At the national level, GOP commentators seem especially flummoxed about the Walz rollout. They are, for now, trying mightily to make it seem as if Harris opting for Walz over Shapiro is evidence of roiling anti-Semitism in the Democratic Party. Scott Jennings, who seems to be vying for the Jeffrey Lord Chair of Republican Sycophancy at CNN, mumbled that Harris chose Walz because the Democrats are “awash in anti-Semitism,” a smear that even his network colleagues on the panel wouldn’t let pass. Other Republicans have tried with increasing churlishness to make the charge stick online, and Trump himself has called Walz’s selection “insulting to Jewish people,” which, of course, makes no sense.....
It would really be great if these goyische GOPers could stop trying to claim they know what Jews want, need, or even are insulted by. It's about as appropriate as when white GOPers (AKA over 90% of them) tell people of color what they're insulted by, need, want, etc.
@izzythepush,
Quote:Billionaire social media boss Elon Musk has launched another attack on the British authorities attempting to tackle far right hate riots in the UK.
The owner of X (formerly Twitter) posted “woke stasi” this morning in response to the director of public prosecutions Stephen Parkinson promising to prosecute people who post or report material that incites racial hatred on social media platforms.
The IndependentStasi is the abbreviation for
Staatssicherheit ("State Security"). This is what the citizens of the GDR (abbreviation for "German Democratic Republic") called the Ministry for State Security.
When the GDR still existed - until 1990 - the Stasi had two tasks: It was the secret service and secret police of the GDR.
The Crown Prosecution Service (CPS) is responsible for prosecuting criminal cases investigated by the police and other investigative authorities, in England and Wales.
Seems, Musk needs an educational update (others, too).
@Walter Hinteler,
It’s likely the strong language from Parkinson, which has been echoed by the PM and the home secretary, has obviously put off many would-be rioters.
And now that we’re seeing the kind of sentences people can expect to receive for joining in with the violence, the deterrent has grown even stronger.
Elon Musk shared a fake Telegraph article claiming Keir Starmer was considering sending far-right rioters to “emergency detainment camps” in the Falklands.

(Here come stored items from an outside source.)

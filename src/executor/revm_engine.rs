//! revm-backed execution engine.
//!
//! Messages run through revm's mainnet handler on a [`CacheDB`] layered over
//! the request's snapshot. The transaction is inspected but never committed,
//! and the cache is dropped with the EVM.

use std::collections::BTreeMap;
use std::convert::Infallible;

use alloy_primitives::{Address, B256, U256};
use revm::{
    context::{
        result::{EVMError, ExecutionResult, HaltReason, InvalidTransaction},
        BlockEnv, CfgEnv, TxEnv,
    },
    database::CacheDB,
    database_interface::DatabaseRef,
    interpreter::Interpreter,
    primitives::{hardfork::SpecId, StorageKey, StorageValue, TxKind},
    state::{AccountInfo, Bytecode},
    Context, InspectEvm, Inspector, MainBuilder, MainContext,
};
use tracing::trace;

use super::{
    AbortSignal, BlockContext, ExecutionEngine, ExecutionError, ExecutionOutcome, FeeFields,
    MessageContext, VmError,
};
use crate::state::StateSnapshot;

const LEGACY_TX_TYPE: u8 = 0;
const DYNAMIC_FEE_TX_TYPE: u8 = 2;

/// Execution engine running messages through revm.
///
/// Base fee charging, block gas limit, nonce and EIP-3607 sender checks are
/// disabled: a simulated call only has to be executable, not includable.
#[derive(Debug, Clone, Copy)]
pub struct RevmEngine {
    spec: SpecId,
}

impl Default for RevmEngine {
    fn default() -> Self {
        Self::new(SpecId::PRAGUE)
    }
}

impl RevmEngine {
    /// Creates an engine for the given hardfork.
    pub fn new(spec: SpecId) -> Self {
        Self { spec }
    }

    fn cfg(&self, chain_id: u64) -> CfgEnv {
        let mut cfg = CfgEnv::new_with_spec(self.spec);
        cfg.chain_id = chain_id;
        cfg.disable_nonce_check = true;
        cfg.disable_base_fee = true;
        cfg.disable_block_gas_limit = true;
        cfg.disable_eip3607 = true;
        cfg
    }
}

impl ExecutionEngine for RevmEngine {
    fn execute(
        &self,
        block: &BlockContext,
        message: &MessageContext,
        state: StateSnapshot,
        abort: &AbortSignal,
    ) -> Result<ExecutionOutcome, ExecutionError> {
        if abort.is_raised() {
            return Ok(ExecutionOutcome::halted(VmError::Aborted, 0));
        }

        let nonce = message.nonce.unwrap_or_else(|| state.nonce(message.caller));
        let db = CacheDB::new(SnapshotDb {
            state,
            block_hashes: block.block_hashes.clone(),
        });

        let block_env = BlockEnv {
            number: U256::from(block.number),
            beneficiary: block.beneficiary,
            timestamp: U256::from(block.timestamp),
            gas_limit: block.gas_limit,
            basefee: block.base_fee,
            prevrandao: Some(block.prevrandao),
            ..Default::default()
        };

        let (tx_type, gas_price, gas_priority_fee) = match message.fees {
            FeeFields::Legacy { gas_price } => (LEGACY_TX_TYPE, gas_price, None),
            FeeFields::Dynamic {
                max_fee_per_gas,
                max_priority_fee_per_gas,
            } => (DYNAMIC_FEE_TX_TYPE, max_fee_per_gas, Some(max_priority_fee_per_gas)),
        };

        let tx_env = TxEnv {
            tx_type,
            caller: message.caller,
            kind: message.to.map_or(TxKind::Create, TxKind::Call),
            value: message.value,
            data: message.input.clone(),
            gas_limit: message.gas_limit,
            gas_price,
            gas_priority_fee,
            nonce,
            chain_id: Some(block.chain_id),
            ..Default::default()
        };

        let mut evm = Context::mainnet()
            .with_db(db)
            .with_block(block_env)
            .with_cfg(self.cfg(block.chain_id))
            .build_mainnet_with_inspector(AbortInspector::new(abort.clone()));

        let result = evm.inspect_one_tx(tx_env);
        trace!(gas_limit = message.gas_limit, ok = result.is_ok(), "revm execution finished");

        match result {
            Ok(ExecutionResult::Success {
                gas_used, output, ..
            }) => Ok(ExecutionOutcome::success(output.into_data(), gas_used)),
            Ok(ExecutionResult::Revert { gas_used, output }) => {
                Ok(ExecutionOutcome::reverted(output, gas_used))
            }
            Ok(ExecutionResult::Halt { reason, gas_used }) => {
                Ok(ExecutionOutcome::halted(halt_error(reason), gas_used))
            }
            Err(EVMError::Transaction(invalid)) => Err(invalid_transaction(invalid)),
            Err(err) => Err(ExecutionError::Invalid(err.to_string())),
        }
    }

    fn name(&self) -> &'static str {
        "revm"
    }
}

fn halt_error(reason: HaltReason) -> VmError {
    match reason {
        HaltReason::OutOfGas(_) => VmError::OutOfGas,
        other => VmError::Halted(format!("{other:?}")),
    }
}

fn invalid_transaction(err: InvalidTransaction) -> ExecutionError {
    match err {
        InvalidTransaction::CallGasCostMoreThanGasLimit { .. }
        | InvalidTransaction::GasFloorMoreThanGasLimit { .. } => ExecutionError::IntrinsicGasTooLow,
        InvalidTransaction::LackOfFundForMaxFee { .. } => ExecutionError::InsufficientFunds,
        other => ExecutionError::Invalid(other.to_string()),
    }
}

// ============================================================================
// Abort Inspector
// ============================================================================

/// Burns the remaining gas of the current frame once the abort signal is
/// raised, which unwinds every frame with out-of-gas.
#[derive(Debug, Clone)]
struct AbortInspector {
    signal: AbortSignal,
}

impl AbortInspector {
    fn new(signal: AbortSignal) -> Self {
        Self { signal }
    }
}

impl<CTX> Inspector<CTX> for AbortInspector {
    fn step(&mut self, interp: &mut Interpreter, _context: &mut CTX) {
        if self.signal.is_raised() {
            interp.gas.spend_all();
        }
    }
}

// ============================================================================
// Snapshot Database
// ============================================================================

/// Read-only revm database over a request-owned snapshot.
#[derive(Debug)]
struct SnapshotDb {
    state: StateSnapshot,
    block_hashes: BTreeMap<u64, B256>,
}

impl DatabaseRef for SnapshotDb {
    type Error = Infallible;

    fn basic_ref(&self, address: Address) -> Result<Option<AccountInfo>, Self::Error> {
        Ok(self.state.account(&address).map(|account| AccountInfo {
            balance: account.balance,
            nonce: account.nonce,
            code_hash: account.code_hash(),
            code: (!account.code.is_empty()).then(|| Bytecode::new_legacy(account.code.clone())),
        }))
    }

    fn code_by_hash_ref(&self, code_hash: B256) -> Result<Bytecode, Self::Error> {
        Ok(self
            .state
            .code_by_hash(code_hash)
            .filter(|code| !code.is_empty())
            .map(Bytecode::new_legacy)
            .unwrap_or_default())
    }

    fn storage_ref(&self, address: Address, index: StorageKey) -> Result<StorageValue, Self::Error> {
        Ok(self.state.storage_at(address, index))
    }

    fn block_hash_ref(&self, number: u64) -> Result<B256, Self::Error> {
        Ok(self.block_hashes.get(&number).copied().unwrap_or_default())
    }
}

Musk deleted his post after about 30 minutes but a screenshot captured by Politics.co.uk suggests it had garnered nearly two million views before it was deleted.
Full report
She sounds like a fine lady and a true patriot.
Quote:(CNN
Michele Morrow, the Republican nominee to run K-12 public education in North Carolina, filmed a video after attending the January 6 riot at the US Capitol urging then-President Donald Trump to put “the Constitution to the side” and use the military to stay in power.
In a deleted Facebook livestream she filmed from her hotel room, Morrow called for mass arrests of anyone who helped certify the 2020 election. “And if the police won’t do it and the Department of Justice won’t do it, then he will have to enact the Insurrection Act,” said Morrow. “In which case the Insurrection Act completely puts the Constitution to the side and says, now the military rules all.”

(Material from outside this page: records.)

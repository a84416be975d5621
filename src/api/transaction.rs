//! Nonces, submissions, receipts and transaction lookups.

use alloy_consensus::{TxEip1559, TxLegacy};
use alloy_primitives::{Address, TxKind, B256};
use tracing::debug;

use super::EthApi;
use crate::error::ApiError;
use crate::resolver;
use crate::rpc_types::{RpcReceipt, RpcTransaction};
use crate::signer::UnsignedTx;
use crate::submit::{decode_raw_transaction, submit_transaction};
use crate::types::{BlockReference, CallMessage, RecoveredTx, TxLocation};

/// Pricing chosen for a locally signed transaction.
#[derive(Debug, Clone, Copy, PartialEq, Eq)]
enum Pricing {
    Legacy { gas_price: u128 },
    Dynamic { max_fee: u128, tip: u128 },
}

impl EthApi {
    /// Next nonce of `address`. `pending` counts pool transactions, any other
    /// reference reads the nonce from that block's state.
    pub fn get_transaction_count(&self, address: Address, reference: &BlockReference) -> Result<u64, ApiError> {
        if reference.is_pending() {
            return Ok(self.pool.nonce(address));
        }
        self.state_nonce(address, reference)
    }

    /// Addresses this node can sign for.
    pub fn accounts(&self) -> Vec<Address> {
        self.accounts.accounts()
    }

    /// Decodes signed EIP-2718 bytes and submits them. Raw submissions never
    /// take the sender's nonce lock.
    pub fn send_raw_transaction(&self, raw: &[u8]) -> Result<B256, ApiError> {
        let tx = decode_raw_transaction(raw)?;
        submit_transaction(self.pool.as_ref(), tx, self.config.tx_fee_cap)
    }

    /// Fills in missing fields, signs with the sender's local key and submits.
    ///
    /// The sender's nonce lock is held from nonce selection until the pool
    /// has accepted or refused the transaction.
    pub async fn send_transaction(&self, message: &CallMessage) -> Result<B256, ApiError> {
        message.check_fee_fields()?;
        let from = message
            .from
            .ok_or_else(|| ApiError::InvalidParams("missing sender".to_string()))?;
        let wallet = self.accounts.find(from)?;

        let _guard = self.nonce_lock.lock_addr(from).await;
        let tx = self.fill_transaction(from, message).await?;
        let envelope = wallet.sign_transaction(tx, self.chain.chain_id())?;
        submit_transaction(self.pool.as_ref(), RecoveredTx::new(envelope, from), self.config.tx_fee_cap)
    }

    /// Receipt of a mined canonical transaction.
    pub fn get_transaction_receipt(&self, hash: B256) -> Option<RpcReceipt> {
        let location = self.chain.transaction_location(hash)?;
        let block = self.chain.block_by_hash(location.block_hash)?;
        let tx = block.transactions.get(location.index as usize)?;
        let receipts = self.chain.receipts(location.block_hash)?;
        let receipt = receipts.get(location.index as usize)?;
        Some(RpcReceipt::new(tx, receipt, location, block.header.base_fee()))
    }

    /// Looks the hash up among mined transactions first, then in the pool.
    pub fn get_transaction_by_hash(&self, hash: B256) -> Option<RpcTransaction> {
        if let Some(location) = self.chain.transaction_location(hash) {
            if let Some(found) = self.get_transaction_by_block_hash_and_index(location.block_hash, location.index) {
                return Some(found);
            }
        }
        let tx = self.pool.get_tx(hash)?;
        let base_fee = self.chain.current_header().base_fee();
        Some(RpcTransaction::new(&tx, None, base_fee))
    }

    pub fn get_block_transaction_count_by_hash(&self, block_hash: B256) -> Option<u64> {
        self.chain
            .block_by_hash(block_hash)
            .map(|block| block.transactions.len() as u64)
    }

    pub fn get_transaction_by_block_hash_and_index(&self, block_hash: B256, index: u64) -> Option<RpcTransaction> {
        let block = self.chain.block_by_hash(block_hash)?;
        let location = TxLocation {
            block_hash,
            block_number: block.header.number(),
            index,
        };
        let tx = block.transactions.get(index as usize)?;
        Some(RpcTransaction::new(tx, Some(location), block.header.base_fee()))
    }

    fn state_nonce(&self, address: Address, reference: &BlockReference) -> Result<u64, ApiError> {
        let (_, state) = resolver::resolve_state(self.chain.as_ref(), reference, self.config.canonical_policy)?;
        Ok(state.nonce(address))
    }

    /// Picks fees from the head base fee and the suggested tip unless the
    /// message names them.
    fn pricing(&self, message: &CallMessage) -> Result<Pricing, ApiError> {
        if let Some(gas_price) = message.gas_price {
            return Ok(Pricing::Legacy { gas_price });
        }
        let dynamic_requested = message.max_fee_per_gas.is_some() || message.max_priority_fee_per_gas.is_some();
        let base_fee = self.chain.current_header().base_fee();
        if base_fee.is_none() && !dynamic_requested {
            return Ok(Pricing::Legacy {
                gas_price: self.config.suggested_tip,
            });
        }

        let tip = message.max_priority_fee_per_gas.unwrap_or(self.config.suggested_tip);
        let max_fee = match message.max_fee_per_gas {
            Some(max_fee) => max_fee,
            None => u128::from(base_fee.unwrap_or_default())
                .saturating_mul(2)
                .saturating_add(tip),
        };
        if max_fee < tip {
            return Err(ApiError::InvalidParams(format!(
                "maxFeePerGas ({max_fee}) < maxPriorityFeePerGas ({tip})"
            )));
        }
        Ok(Pricing::Dynamic { max_fee, tip })
    }

    async fn fill_transaction(&self, from: Address, message: &CallMessage) -> Result<UnsignedTx, ApiError> {
        let input = message.input.clone().unwrap_or_default();
        if message.to.is_none() && input.is_empty() {
            return Err(ApiError::InvalidParams(
                "contract creation without any data provided".to_string(),
            ));
        }

        let pricing = self.pricing(message)?;
        let nonce = match message.nonce {
            Some(nonce) => nonce,
            None => self.pool.nonce(from),
        };

        let mut priced = CallMessage {
            nonce: Some(nonce),
            gas_price: None,
            max_fee_per_gas: None,
            max_priority_fee_per_gas: None,
            ..message.clone()
        };
        match pricing {
            Pricing::Legacy { gas_price } => priced.gas_price = Some(gas_price),
            Pricing::Dynamic { max_fee, tip } => {
                priced.max_fee_per_gas = Some(max_fee);
                priced.max_priority_fee_per_gas = Some(tip);
            }
        }

        let gas = match message.gas {
            Some(gas) => gas,
            None => {
                let cancel = self.request_token();
                self.simulator
                    .do_estimate_gas(&BlockReference::pending(), &priced, self.config.rpc_gas_cap, &cancel)
                    .await?
            }
        };
        debug!(%from, nonce, gas, ?pricing, "Filled local transaction");

        let to = message.to.map_or(TxKind::Create, TxKind::Call);
        let value = message.value.unwrap_or_default();
        let tx = match pricing {
            Pricing::Legacy { gas_price } => UnsignedTx::Legacy(TxLegacy {
                nonce,
                gas_price,
                gas_limit: gas,
                to,
                value,
                input,
                ..Default::default()
            }),
            Pricing::Dynamic { max_fee, tip } => UnsignedTx::Eip1559(TxEip1559 {
                nonce,
                gas_limit: gas,
                max_fee_per_gas: max_fee,
                max_priority_fee_per_gas: tip,
                to,
                value,
                input,
                ..Default::default()
            }),
        };
        Ok(tx)
    }
}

Morrow was at the Capitol as the attack occurred, according to public videos reviewed by CNN that show her in a restricted area on the northwest side of the Capitol. CNN has seen no evidence that Morrow entered the Capitol building that day or that she engaged in violence, and she was not charged with any crimes.
In March’s Republican primary, Morrow defeated the incumbent North Carolina Superintendent of Public Instruction, a job that manages the state’s $11 billion budget for K-12 public schools and helps set education priorities and implement curriculum standards.
That same month, CNN’s KFile reported Morrow had previously called for the public execution of Barack Obama and the death of Joe Biden and other prominent Democrats in comments on a since-deleted X account.
“I prefer a Pay Per View of him in front of the firing squad,” Morrow wrote in a since-deleted post from May 2020 about Obama. “I do not want to waste another dime on supporting his life. We could make some money back from televising his death.”